● **WHAT THE TASK ASKS**:
Using the entries below, write out the line with "use std::time::Duration;", the line with "delay = initial_delay * attempt", and every line in between, exactly as each is written.

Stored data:
== == ==
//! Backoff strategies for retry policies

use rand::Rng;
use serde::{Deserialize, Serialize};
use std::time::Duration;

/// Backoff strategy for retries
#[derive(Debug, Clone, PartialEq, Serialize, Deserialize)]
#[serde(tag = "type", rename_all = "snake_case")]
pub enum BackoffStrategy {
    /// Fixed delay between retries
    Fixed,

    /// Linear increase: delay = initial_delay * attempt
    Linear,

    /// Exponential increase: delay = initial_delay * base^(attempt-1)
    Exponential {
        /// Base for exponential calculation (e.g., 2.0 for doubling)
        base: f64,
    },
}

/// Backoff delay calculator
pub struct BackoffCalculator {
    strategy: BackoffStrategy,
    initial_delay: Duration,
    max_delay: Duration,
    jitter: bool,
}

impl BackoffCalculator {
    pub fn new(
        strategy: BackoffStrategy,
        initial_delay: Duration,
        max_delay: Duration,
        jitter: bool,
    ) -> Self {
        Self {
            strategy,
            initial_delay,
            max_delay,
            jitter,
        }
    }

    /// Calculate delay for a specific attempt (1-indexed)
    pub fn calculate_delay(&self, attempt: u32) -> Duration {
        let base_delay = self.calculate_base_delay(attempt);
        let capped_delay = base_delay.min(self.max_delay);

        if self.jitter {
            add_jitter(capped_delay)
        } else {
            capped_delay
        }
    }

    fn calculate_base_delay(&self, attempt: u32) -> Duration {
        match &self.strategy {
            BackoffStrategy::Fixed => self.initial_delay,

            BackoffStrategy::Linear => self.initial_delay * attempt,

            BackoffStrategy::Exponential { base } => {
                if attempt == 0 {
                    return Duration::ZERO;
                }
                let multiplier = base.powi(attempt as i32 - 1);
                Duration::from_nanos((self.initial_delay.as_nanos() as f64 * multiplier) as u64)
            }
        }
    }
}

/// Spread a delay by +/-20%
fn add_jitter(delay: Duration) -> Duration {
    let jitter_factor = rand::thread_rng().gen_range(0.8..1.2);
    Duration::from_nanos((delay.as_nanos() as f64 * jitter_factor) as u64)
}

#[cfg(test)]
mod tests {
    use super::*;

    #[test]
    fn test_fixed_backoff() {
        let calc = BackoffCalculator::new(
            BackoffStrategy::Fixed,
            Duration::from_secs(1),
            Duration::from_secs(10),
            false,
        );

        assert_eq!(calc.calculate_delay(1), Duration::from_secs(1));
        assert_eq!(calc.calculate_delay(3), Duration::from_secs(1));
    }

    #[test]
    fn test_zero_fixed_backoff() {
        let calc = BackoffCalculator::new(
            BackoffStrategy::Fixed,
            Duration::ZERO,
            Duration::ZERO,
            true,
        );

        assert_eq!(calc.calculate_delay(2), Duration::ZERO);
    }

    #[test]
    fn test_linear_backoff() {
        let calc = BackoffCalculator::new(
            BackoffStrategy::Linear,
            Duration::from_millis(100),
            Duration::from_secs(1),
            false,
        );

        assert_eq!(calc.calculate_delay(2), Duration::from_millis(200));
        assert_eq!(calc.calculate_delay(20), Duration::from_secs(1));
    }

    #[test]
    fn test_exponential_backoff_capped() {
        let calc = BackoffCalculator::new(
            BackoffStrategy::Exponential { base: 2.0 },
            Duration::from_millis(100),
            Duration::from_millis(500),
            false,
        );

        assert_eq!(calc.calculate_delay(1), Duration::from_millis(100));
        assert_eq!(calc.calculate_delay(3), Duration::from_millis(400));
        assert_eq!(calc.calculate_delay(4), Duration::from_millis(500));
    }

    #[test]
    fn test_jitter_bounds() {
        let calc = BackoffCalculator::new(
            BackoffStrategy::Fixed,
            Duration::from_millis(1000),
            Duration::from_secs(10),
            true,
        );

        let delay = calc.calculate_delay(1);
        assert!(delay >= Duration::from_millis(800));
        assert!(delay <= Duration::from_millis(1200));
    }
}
== == ==
● **EXPECTED ANSWER**:
use std::time::Duration;

/// Backoff strategy for retries
#[derive(Debug, Clone, PartialEq, Serialize, Deserialize)]
#[serde(tag = "type", rename_all = "snake_case")]
pub enum BackoffStrategy {
    /// Fixed delay between retries
    Fixed,

    /// Linear increase: delay = initial_delay * attempt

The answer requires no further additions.